=== WHAT THE EXERCISE ASKS ===
In the data that follows, determine how many lines contain the word "filename", and give only that number.

--- START ---

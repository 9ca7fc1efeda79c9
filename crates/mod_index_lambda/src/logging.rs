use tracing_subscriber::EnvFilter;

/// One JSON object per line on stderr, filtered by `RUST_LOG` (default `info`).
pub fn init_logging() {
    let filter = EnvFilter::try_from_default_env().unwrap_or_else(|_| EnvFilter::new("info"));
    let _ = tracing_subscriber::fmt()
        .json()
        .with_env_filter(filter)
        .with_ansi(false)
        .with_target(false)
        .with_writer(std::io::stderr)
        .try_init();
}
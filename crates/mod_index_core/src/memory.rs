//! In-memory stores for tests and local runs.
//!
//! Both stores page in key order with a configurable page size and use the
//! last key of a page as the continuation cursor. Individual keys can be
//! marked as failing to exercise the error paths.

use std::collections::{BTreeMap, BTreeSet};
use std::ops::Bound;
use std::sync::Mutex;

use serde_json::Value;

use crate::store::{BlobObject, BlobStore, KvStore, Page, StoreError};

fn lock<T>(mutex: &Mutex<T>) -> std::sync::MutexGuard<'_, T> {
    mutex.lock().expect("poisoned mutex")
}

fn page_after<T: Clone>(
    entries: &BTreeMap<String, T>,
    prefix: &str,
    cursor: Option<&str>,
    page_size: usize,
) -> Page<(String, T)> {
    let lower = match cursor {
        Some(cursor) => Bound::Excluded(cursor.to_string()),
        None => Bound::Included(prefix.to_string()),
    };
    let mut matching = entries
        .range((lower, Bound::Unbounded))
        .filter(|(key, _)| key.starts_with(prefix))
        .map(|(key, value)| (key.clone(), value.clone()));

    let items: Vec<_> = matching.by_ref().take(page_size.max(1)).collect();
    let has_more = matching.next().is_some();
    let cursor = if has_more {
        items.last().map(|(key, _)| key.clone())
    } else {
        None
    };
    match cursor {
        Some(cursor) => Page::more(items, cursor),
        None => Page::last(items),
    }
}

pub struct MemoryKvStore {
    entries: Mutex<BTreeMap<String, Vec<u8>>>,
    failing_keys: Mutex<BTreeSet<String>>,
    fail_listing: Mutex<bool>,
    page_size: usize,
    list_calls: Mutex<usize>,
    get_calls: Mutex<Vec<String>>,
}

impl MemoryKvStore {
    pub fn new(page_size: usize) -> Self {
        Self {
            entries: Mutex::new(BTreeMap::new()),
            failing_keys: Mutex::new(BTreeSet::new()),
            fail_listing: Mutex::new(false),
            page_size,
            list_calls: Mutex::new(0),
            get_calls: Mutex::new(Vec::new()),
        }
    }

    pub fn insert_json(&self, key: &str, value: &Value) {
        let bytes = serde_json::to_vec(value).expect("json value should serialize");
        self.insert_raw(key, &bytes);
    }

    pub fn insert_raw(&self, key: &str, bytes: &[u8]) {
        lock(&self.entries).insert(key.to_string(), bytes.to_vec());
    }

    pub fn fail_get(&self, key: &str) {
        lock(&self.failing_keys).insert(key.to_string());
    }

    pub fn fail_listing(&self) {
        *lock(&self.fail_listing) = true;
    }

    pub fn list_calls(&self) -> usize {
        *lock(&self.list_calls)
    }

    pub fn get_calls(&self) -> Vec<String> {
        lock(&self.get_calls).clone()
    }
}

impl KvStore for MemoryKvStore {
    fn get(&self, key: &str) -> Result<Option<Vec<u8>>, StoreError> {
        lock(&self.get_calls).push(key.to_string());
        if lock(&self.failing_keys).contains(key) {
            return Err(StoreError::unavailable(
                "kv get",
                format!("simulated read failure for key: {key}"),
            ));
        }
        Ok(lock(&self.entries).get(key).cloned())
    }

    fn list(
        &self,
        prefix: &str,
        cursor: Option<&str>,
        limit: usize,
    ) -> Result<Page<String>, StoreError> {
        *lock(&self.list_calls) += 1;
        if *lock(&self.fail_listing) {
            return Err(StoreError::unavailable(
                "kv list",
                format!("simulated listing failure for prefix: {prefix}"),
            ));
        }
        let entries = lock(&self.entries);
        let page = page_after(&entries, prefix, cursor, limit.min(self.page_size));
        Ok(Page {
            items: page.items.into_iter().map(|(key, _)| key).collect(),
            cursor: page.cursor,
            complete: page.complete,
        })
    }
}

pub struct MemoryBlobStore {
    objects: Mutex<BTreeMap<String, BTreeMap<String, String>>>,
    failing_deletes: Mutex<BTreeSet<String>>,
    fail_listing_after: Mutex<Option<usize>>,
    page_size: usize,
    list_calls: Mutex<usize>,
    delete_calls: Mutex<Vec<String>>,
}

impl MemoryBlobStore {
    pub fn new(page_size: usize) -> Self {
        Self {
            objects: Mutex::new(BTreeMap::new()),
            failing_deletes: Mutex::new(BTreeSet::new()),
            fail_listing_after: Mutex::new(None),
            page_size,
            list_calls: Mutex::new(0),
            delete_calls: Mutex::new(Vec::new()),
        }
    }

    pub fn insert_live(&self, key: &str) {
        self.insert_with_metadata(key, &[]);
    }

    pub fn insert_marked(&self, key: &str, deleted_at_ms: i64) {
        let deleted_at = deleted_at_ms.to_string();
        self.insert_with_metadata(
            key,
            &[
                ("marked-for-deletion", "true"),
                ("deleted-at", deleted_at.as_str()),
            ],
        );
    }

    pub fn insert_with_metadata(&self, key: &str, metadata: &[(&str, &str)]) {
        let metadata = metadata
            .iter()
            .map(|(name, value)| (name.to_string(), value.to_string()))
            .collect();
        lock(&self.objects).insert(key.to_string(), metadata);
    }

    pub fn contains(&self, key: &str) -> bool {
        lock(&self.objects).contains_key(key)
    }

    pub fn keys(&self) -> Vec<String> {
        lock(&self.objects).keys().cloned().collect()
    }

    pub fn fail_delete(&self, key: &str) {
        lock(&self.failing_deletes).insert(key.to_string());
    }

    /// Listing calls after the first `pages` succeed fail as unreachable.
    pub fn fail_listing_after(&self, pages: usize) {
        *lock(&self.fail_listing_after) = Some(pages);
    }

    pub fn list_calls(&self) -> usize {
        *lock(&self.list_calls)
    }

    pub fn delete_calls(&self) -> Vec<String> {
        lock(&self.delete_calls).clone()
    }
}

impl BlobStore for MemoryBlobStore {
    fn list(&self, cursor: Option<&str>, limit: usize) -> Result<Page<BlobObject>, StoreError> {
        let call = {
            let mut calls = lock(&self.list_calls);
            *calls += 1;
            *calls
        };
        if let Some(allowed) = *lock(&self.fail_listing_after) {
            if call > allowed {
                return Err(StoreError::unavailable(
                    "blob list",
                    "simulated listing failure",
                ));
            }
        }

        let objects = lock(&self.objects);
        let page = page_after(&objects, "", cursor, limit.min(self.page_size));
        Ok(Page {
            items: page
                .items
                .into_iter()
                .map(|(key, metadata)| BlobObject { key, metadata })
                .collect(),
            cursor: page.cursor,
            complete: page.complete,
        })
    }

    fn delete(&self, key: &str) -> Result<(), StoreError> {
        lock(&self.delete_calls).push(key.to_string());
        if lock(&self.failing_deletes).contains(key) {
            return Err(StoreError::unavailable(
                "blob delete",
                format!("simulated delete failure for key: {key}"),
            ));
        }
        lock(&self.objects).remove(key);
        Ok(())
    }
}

--- END ---
--- START ---

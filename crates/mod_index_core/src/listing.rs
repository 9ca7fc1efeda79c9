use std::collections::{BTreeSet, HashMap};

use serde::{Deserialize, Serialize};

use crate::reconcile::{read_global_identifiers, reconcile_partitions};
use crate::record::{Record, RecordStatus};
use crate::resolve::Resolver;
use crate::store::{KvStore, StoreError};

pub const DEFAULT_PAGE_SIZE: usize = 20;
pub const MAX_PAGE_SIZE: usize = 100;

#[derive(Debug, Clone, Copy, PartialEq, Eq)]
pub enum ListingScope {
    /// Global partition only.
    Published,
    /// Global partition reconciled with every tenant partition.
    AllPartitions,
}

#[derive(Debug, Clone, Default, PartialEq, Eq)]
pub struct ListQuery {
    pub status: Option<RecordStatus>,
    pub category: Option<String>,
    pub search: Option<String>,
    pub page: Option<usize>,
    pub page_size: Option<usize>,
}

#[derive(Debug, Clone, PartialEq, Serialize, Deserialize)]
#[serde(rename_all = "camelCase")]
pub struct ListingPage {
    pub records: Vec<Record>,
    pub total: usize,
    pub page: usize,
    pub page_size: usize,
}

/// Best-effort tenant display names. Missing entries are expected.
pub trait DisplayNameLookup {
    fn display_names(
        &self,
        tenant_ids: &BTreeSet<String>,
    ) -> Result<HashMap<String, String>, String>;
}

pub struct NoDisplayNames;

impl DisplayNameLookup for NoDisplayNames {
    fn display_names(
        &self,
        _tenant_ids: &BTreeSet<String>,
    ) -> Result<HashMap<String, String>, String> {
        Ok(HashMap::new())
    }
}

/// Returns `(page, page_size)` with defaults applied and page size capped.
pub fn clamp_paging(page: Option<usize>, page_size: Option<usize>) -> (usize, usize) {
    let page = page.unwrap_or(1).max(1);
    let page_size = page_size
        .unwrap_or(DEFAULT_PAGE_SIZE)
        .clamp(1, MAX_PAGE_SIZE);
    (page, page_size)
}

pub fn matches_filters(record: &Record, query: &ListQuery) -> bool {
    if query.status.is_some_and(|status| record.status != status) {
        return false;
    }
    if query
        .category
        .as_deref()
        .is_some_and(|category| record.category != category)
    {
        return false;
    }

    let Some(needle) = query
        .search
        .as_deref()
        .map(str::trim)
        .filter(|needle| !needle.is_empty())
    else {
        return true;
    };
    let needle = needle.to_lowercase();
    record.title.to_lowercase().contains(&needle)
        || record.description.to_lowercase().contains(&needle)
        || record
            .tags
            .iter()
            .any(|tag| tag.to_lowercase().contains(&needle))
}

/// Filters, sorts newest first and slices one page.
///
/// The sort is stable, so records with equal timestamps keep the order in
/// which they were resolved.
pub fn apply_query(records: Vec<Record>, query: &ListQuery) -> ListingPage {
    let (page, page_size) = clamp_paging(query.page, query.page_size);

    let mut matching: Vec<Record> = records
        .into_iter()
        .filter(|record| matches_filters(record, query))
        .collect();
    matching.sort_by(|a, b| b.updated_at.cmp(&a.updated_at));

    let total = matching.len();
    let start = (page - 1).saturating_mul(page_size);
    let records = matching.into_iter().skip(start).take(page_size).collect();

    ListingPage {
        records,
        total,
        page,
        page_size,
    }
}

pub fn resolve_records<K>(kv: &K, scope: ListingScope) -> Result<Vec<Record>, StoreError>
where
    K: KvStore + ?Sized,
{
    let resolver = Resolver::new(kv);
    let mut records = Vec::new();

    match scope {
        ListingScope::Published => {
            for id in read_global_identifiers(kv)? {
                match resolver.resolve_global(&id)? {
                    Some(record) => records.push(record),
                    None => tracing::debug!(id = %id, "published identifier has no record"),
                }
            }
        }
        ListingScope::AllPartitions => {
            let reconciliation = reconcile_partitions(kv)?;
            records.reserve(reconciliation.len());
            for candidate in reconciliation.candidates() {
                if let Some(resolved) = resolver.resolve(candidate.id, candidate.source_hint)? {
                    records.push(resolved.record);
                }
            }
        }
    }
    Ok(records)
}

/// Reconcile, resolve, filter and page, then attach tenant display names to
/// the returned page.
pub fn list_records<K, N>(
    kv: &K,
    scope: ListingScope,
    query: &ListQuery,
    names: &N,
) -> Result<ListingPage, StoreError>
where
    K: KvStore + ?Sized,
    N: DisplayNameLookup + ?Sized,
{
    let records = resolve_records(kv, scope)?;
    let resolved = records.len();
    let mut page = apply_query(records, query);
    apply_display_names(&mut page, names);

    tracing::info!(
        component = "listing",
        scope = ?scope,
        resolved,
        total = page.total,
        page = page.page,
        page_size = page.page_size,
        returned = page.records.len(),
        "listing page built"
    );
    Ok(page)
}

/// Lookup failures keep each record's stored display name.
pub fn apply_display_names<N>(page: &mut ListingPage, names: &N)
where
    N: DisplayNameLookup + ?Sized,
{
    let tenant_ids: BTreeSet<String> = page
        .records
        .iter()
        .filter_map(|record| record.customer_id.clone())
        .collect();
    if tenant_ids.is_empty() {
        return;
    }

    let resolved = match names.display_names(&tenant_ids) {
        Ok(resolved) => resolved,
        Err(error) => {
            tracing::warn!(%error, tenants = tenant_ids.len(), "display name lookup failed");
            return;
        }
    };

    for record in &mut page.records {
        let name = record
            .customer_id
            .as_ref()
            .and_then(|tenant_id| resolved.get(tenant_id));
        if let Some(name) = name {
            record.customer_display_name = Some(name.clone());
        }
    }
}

--- END ---

=== EXERCISE RESPONSE ===
3